I just read the Heritage Foundation analysis; and that paper was lacking in scholastic character on the highest marks. Firstly the paper uses the IHS Global Insight model - which has NOT been peer reviewed and is not available to the public. In other words, we can't judge it's validity. Most respectable institutions use the Energy Information Agency models which have been peer-reviewed and verified. And, not surprisingly, your estimates on GDP effect are dramatically different than those using the actual, peer-reviewed data (people like MIT - you know those bums).

The analysis puts absurd restrictions on nuclear energy and CCS developments over the next 20 years, which any objective analysis shows demonstrate that the assumptions made by Heritage are unjustifiably false.

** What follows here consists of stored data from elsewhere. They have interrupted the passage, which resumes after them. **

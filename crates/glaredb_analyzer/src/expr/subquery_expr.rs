use std::fmt;
use std::sync::Arc;

use parking_lot::Mutex;

use super::scalar::ScalarValue;
use crate::errors::Result;
use crate::logical::operator::LogicalOperator;

/// Values produced by evaluating a subquery.
pub type SubqueryResults = Arc<Vec<ScalarValue>>;

/// Result cache shared by every copy of a subquery expression.
///
/// The first reader computes and stores the results while holding the lock,
/// concurrent readers wait on it and then observe the stored results. This
/// guarantees the subquery runs at most once per execution.
#[derive(Debug, Clone, Default)]
pub struct SubqueryCache {
    results: Arc<Mutex<Option<SubqueryResults>>>,
}

impl SubqueryCache {
    pub fn get_or_compute<F>(&self, compute: F) -> Result<SubqueryResults>
    where
        F: FnOnce() -> Result<Vec<ScalarValue>>,
    {
        let mut results = self.results.lock();
        if let Some(results) = results.as_ref() {
            return Ok(results.clone());
        }

        let computed = Arc::new(compute()?);
        *results = Some(computed.clone());

        Ok(computed)
    }

    pub fn is_populated(&self) -> bool {
        self.results.lock().is_some()
    }

    /// Drop cached results, e.g. between executions of a prepared plan.
    pub fn clear(&self) {
        *self.results.lock() = None;
    }
}

/// A subquery used as a scalar expression, e.g. `WHERE x = (SELECT ...)`.
#[derive(Debug, Clone)]
pub struct SubqueryExpr {
    pub query: Box<LogicalOperator>,
    /// Set by analysis once the subquery is known to produce the same results
    /// for every outer row.
    pub cacheable: bool,
    pub cache: SubqueryCache,
}

impl SubqueryExpr {
    pub fn new(query: LogicalOperator) -> Self {
        SubqueryExpr {
            query: Box::new(query),
            cacheable: false,
            cache: SubqueryCache::default(),
        }
    }

    pub fn with_query(mut self, query: LogicalOperator) -> Self {
        self.query = Box::new(query);
        self
    }

    pub fn with_cached_results(mut self) -> Self {
        self.cacheable = true;
        self
    }

    pub fn resolved(&self) -> bool {
        self.query.resolved()
    }

    /// Get the results of this subquery, computing them with `compute`.
    ///
    /// Cacheable subqueries compute once and reuse the results afterwards,
    /// everything else calls `compute` every time.
    pub fn results<F>(&self, compute: F) -> Result<SubqueryResults>
    where
        F: FnOnce() -> Result<Vec<ScalarValue>>,
    {
        if self.cacheable {
            self.cache.get_or_compute(compute)
        } else {
            Ok(Arc::new(compute()?))
        }
    }
}

impl PartialEq for SubqueryExpr {
    fn eq(&self, other: &Self) -> bool {
        // Cache contents are execution state.
        self.cacheable == other.cacheable && self.query == other.query
    }
}

impl fmt::Display for SubqueryExpr {
    fn fmt(&self, f: &mut fmt::Formatter<'_>) -> fmt::Result {
        if self.cacheable {
            write!(f, "(subquery cacheable)")
        } else {
            write!(f, "(subquery)")
        }
    }
}

#[cfg(test)]
mod tests {
    use std::sync::atomic::{AtomicUsize, Ordering};

    use rayon::prelude::*;

    use super::*;
    use crate::logical::builder::PlanBuilder;

    fn subquery() -> SubqueryExpr {
        SubqueryExpr::new(PlanBuilder::unresolved_table("t1").build())
    }

    #[test]
    fn cacheable_computes_once() {
        let sq = subquery().with_cached_results();
        let calls = AtomicUsize::new(0);

        for _ in 0..3 {
            let results = sq
                .results(|| {
                    calls.fetch_add(1, Ordering::SeqCst);
                    Ok(vec![ScalarValue::Int64(4)])
                })
                .unwrap();
            assert_eq!(&[ScalarValue::Int64(4)], results.as_slice());
        }

        assert_eq!(1, calls.load(Ordering::SeqCst));
    }

    #[test]
    fn not_cacheable_computes_every_time() {
        let sq = subquery();
        let calls = AtomicUsize::new(0);

        for _ in 0..3 {
            sq.results(|| {
                calls.fetch_add(1, Ordering::SeqCst);
                Ok(vec![])
            })
            .unwrap();
        }

        assert_eq!(3, calls.load(Ordering::SeqCst));
        assert!(!sq.cache.is_populated());
    }

    #[test]
    fn concurrent_readers_compute_once() {
        let sq = subquery().with_cached_results();
        let calls = AtomicUsize::new(0);

        (0..64).into_par_iter().for_each(|_| {
            let results = sq
                .results(|| {
                    calls.fetch_add(1, Ordering::SeqCst);
                    Ok(vec![ScalarValue::Boolean(true)])
                })
                .unwrap();
            assert_eq!(1, results.len());
        });

        assert_eq!(1, calls.load(Ordering::SeqCst));
    }

    #[test]
    fn clones_share_cache() {
        let sq = subquery().with_cached_results();
        let cloned = sq.clone();

        sq.results(|| Ok(vec![ScalarValue::Int64(1)])).unwrap();
        assert!(cloned.cache.is_populated());

        cloned.cache.clear();
        assert!(!sq.cache.is_populated());
    }

    #[test]
    fn equality_ignores_cache_contents() {
        let a = subquery().with_cached_results();
        let b = subquery().with_cached_results();
        a.results(|| Ok(vec![ScalarValue::Null])).unwrap();

        assert_eq!(a, b);
        assert_ne!(a, subquery());
    }
}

Heritage only allows 1/3 of the available credits to be used; there is no reason for this except to falsely pump up the economic damage. Furthermore, the model does not account for trading of emissions in their economic analysis, which is hugely fallacious.

I find it amusing also that the analysis of non-partisan researchers like environmental economists, a group at MIT, EPA etc. all come up with similar result - but not the Heritage Foundation - oh no! These so called "experts" have amazing new techniques that they choose not to submit to peer review, and proper justification. Who needs that though!

There are legitimate critiques of the bill; but the Heritage Foundation is never going to give them to you because the legitimate problems aren't scary enough for the ignorant electorate whom they can overwhelm with a propaganda analysis that most people can't rip apart like I just did.